I listen to David Van Tieghem’s These Things Happen while reading selections from Lacan’s Écrits. I intuit in the latter an abiding belief that humanity’s primary tormentors are images of aggressivity, or “imagos of fragmented bodies” formed during childhood. My reading leads to an objectification of prior experience via the concept of “autoscopy.” This concept names experiences whereby individuals perceive themselves or their surrounding environment from positions outside their bodies. Isn’t there an element of autoscopy, though, in precisely that “subjectless” discourse that calls itself “Science”? As evidence of the latter’s utter theoretical inadequacy, its insufficiency at the level of the human subject, I’ll just note here that neuroscientists attribute experiences of autoscopy to “abnormal higher-level self-processing at the temperoparietal junction.” Notice how the self-exiled objectivity of the body predominates in that formulation. Notice, too, the normative heavy lifting performed by the unexamined, unjustified labeling of such experiences as “abnormal.” What about me, though? Aren’t there still traces of science woven into the semantics of these trance-scripts? What aggressive intentions, I wonder, might cause me to self-sabotage my attempts to dialogue with others? That’s probably the main question psychoanalysis asks us to register, is it not? In this way, we take consciousness for a ride, we elevate it.

Sunday May 6, 2018

American Pop-Freudianism, The Twilight Zone, Huxley’s The Doors of Perception, Op art, the psychedelic revolution, the divine paranoia of Philip K. Dick: all of these are approximations at a distance of German Freudo-Marxism and French Surrealism, I convince myself — the concerns, techniques, and affects of the two prior European formations modified through contact with the postwar American culture industry and adapted to suit the conditions of the Cold War. After thinking the matter over, however, I reject this notion of “approximation at a distance,” as it demeans the above phenomena, framing them as if they were mere second-order simulacra. No matter: Famed downtown New York ‘80s DJ Jellybean Benitez gets me dancing, makes me an offer I can’t refuse, with his divine bass-bumping “Wotupski!?!” EP, a copy of which somehow fell into my hands the other day at Goodwill.
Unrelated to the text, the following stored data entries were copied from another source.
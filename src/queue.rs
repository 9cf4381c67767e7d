//! Single-worker task queue.
//!
//! Units of work are named futures pushed onto an unbounded channel. One
//! long-lived tokio task owns the receiving end and runs them strictly one
//! at a time, in submission order. The worker starts when the queue is
//! created and exits once every [`TaskQueue`] handle has been dropped.
//!
//! Nothing is persisted: queued work is lost if the process exits.

use std::future::Future;
use std::pin::Pin;
use std::sync::{Arc, Mutex, MutexGuard};

use serde::Serialize;
use thiserror::Error;
use tokio::sync::{mpsc, oneshot};

type Job = Pin<Box<dyn Future<Output = ()> + Send + 'static>>;

struct Task {
    name: String,
    job: Job,
}

#[derive(Debug, Default)]
struct QueueState {
    queued: usize,
    running: Option<String>,
}

/// Snapshot reported by `GET /queue`.
#[derive(Debug, Clone, PartialEq, Eq, Serialize)]
pub struct QueueStatus {
    pub queued: usize,
    pub running: Option<String>,
}

#[derive(Debug, Error)]
pub enum QueueError {
    #[error("task queue worker has stopped")]
    Closed,
    #[error("task '{0}' did not complete")]
    Dropped(String),
}

/// Cloneable handle to the queue. All clones feed the same worker.
#[derive(Clone)]
pub struct TaskQueue {
    tx: mpsc::UnboundedSender<Task>,
    state: Arc<Mutex<QueueState>>,
}

fn lock(state: &Mutex<QueueState>) -> MutexGuard<'_, QueueState> {
    state.lock().unwrap_or_else(|e| e.into_inner())
}

impl TaskQueue {
    /// Create the queue and spawn its worker. Must be called from within a
    /// tokio runtime.
    pub fn new() -> Self {
        let (tx, rx) = mpsc::unbounded_channel::<Task>();
        let state = Arc::new(Mutex::new(QueueState::default()));
        tokio::spawn(run_worker(rx, state.clone()));
        Self { tx, state }
    }

    /// Queue `fut` and return immediately.
    pub fn enqueue<F>(&self, name: impl Into<String>, fut: F) -> Result<(), QueueError>
    where
        F: Future<Output = ()> + Send + 'static,
    {
        let name = name.into();
        lock(&self.state).queued += 1;
        let task = Task {
            name,
            job: Box::pin(fut),
        };
        if let Err(mpsc::error::SendError(task)) = self.tx.send(task) {
            lock(&self.state).queued -= 1;
            tracing::warn!(task = %task.name, "task queue closed, dropping task");
            return Err(QueueError::Closed);
        }
        Ok(())
    }

    /// Queue `fut` and return a receiver for its output.
    pub fn submit<F, T>(
        &self,
        name: impl Into<String>,
        fut: F,
    ) -> Result<oneshot::Receiver<T>, QueueError>
    where
        F: Future<Output = T> + Send + 'static,
        T: Send + 'static,
    {
        let (done_tx, done_rx) = oneshot::channel();
        self.enqueue(name, async move {
            // The caller may have stopped waiting; the work still ran.
            let _ = done_tx.send(fut.await);
        })?;
        Ok(done_rx)
    }

    /// Queue `fut` and wait for its output.
    pub async fn run<F, T>(&self, name: impl Into<String>, fut: F) -> Result<T, QueueError>
    where
        F: Future<Output = T> + Send + 'static,
        T: Send + 'static,
    {
        let name = name.into();
        let rx = self.submit(name.clone(), fut)?;
        rx.await.map_err(|_| QueueError::Dropped(name))
    }

    pub fn status(&self) -> QueueStatus {
        let state = lock(&self.state);
        QueueStatus {
            queued: state.queued,
            running: state.running.clone(),
        }
    }
}

impl Default for TaskQueue {
    fn default() -> Self {
        Self::new()
    }
}

async fn run_worker(mut rx: mpsc::UnboundedReceiver<Task>, state: Arc<Mutex<QueueState>>) {
    while let Some(task) = rx.recv().await {
        {
            let mut s = lock(&state);
            s.queued = s.queued.saturating_sub(1);
            s.running = Some(task.name.clone());
        }
        tracing::debug!(task = %task.name, "task started");

        // Spawned so a panicking task is reported instead of killing the worker.
        match tokio::spawn(task.job).await {
            Ok(()) => tracing::debug!(task = %task.name, "task finished"),
            Err(e) => tracing::error!(task = %task.name, error = %e, "task failed"),
        }

        lock(&state).running = None;
    }
    tracing::debug!("task queue worker stopped");
}

#[cfg(test)]
mod tests {
    use super::*;
    use std::sync::atomic::{AtomicUsize, Ordering};
    use std::time::Duration;

    #[tokio::test]
    async fn runs_tasks_in_submission_order() {
        let queue = TaskQueue::new();
        let seen = Arc::new(Mutex::new(Vec::new()));
        for i in 0..5u64 {
            let seen = seen.clone();
            queue
                .enqueue(format!("t{}", i), async move {
                    // Later tasks sleep less; order must still hold.
                    tokio::time::sleep(Duration::from_millis(25 - i * 5)).await;
                    seen.lock().unwrap().push(i);
                })
                .unwrap();
        }
        queue.run("last", async {}).await.unwrap();
        assert_eq!(*seen.lock().unwrap(), vec![0, 1, 2, 3, 4]);
    }

    #[tokio::test]
    async fn never_runs_two_tasks_at_once() {
        let queue = TaskQueue::new();
        let active = Arc::new(AtomicUsize::new(0));
        let peak = Arc::new(AtomicUsize::new(0));
        for i in 0..6 {
            let active = active.clone();
            let peak = peak.clone();
            queue
                .enqueue(format!("t{}", i), async move {
                    let now = active.fetch_add(1, Ordering::SeqCst) + 1;
                    peak.fetch_max(now, Ordering::SeqCst);
                    tokio::time::sleep(Duration::from_millis(5)).await;
                    active.fetch_sub(1, Ordering::SeqCst);
                })
                .unwrap();
        }
        queue.run("drain", async {}).await.unwrap();
        assert_eq!(peak.load(Ordering::SeqCst), 1);
    }

    #[tokio::test]
    async fn submit_returns_output() {
        let queue = TaskQueue::new();
        let rx = queue.submit("add", async { 2 + 2 }).unwrap();
        assert_eq!(rx.await.unwrap(), 4);
    }

    #[tokio::test]
    async fn status_reports_running_and_queued() {
        let queue = TaskQueue::new();
        let (release_tx, release_rx) = oneshot::channel::<()>();
        queue
            .enqueue("blocker", async move {
                let _ = release_rx.await;
            })
            .unwrap();
        queue.enqueue("waiting", async {}).unwrap();

        for _ in 0..100 {
            if queue.status().running.is_some() {
                break;
            }
            tokio::time::sleep(Duration::from_millis(5)).await;
        }
        assert_eq!(
            queue.status(),
            QueueStatus {
                queued: 1,
                running: Some("blocker".into()),
            }
        );

        release_tx.send(()).unwrap();
        queue.run("drain", async {}).await.unwrap();
        let status = queue.status();
        assert_eq!(status.queued, 0);
    }

    #[tokio::test]
    async fn panicking_task_does_not_stop_worker() {
        let queue = TaskQueue::new();
        let rx = queue
            .submit("boom", async {
                panic!("task blew up");
            })
            .unwrap();
        assert!(rx.await.is_err());
        assert_eq!(queue.run("after", async { "ok" }).await.unwrap(), "ok");
    }
}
It would be a fine record even were it not to include its grand finale, the lavish 8:44 cover of Babe Ruth’s “The Mexican,” a US Dance chart-topper upon the album’s release in 1984. (Note, too, those echoing numbers. A synchronicity, I suppose: a “meaningful coincidence.”) From there, I dig down a bit, I grant myself the supreme pleasure of Bobbi Humphrey’s psychedelic flute-funk freakout, “Fun House.”

And why not? I’ve submitted my grades. I’ve completed the terms of my contract. Out from the realm of necessity, I’ve arrived into the world of summer. The time has come to party. The time has come to get down.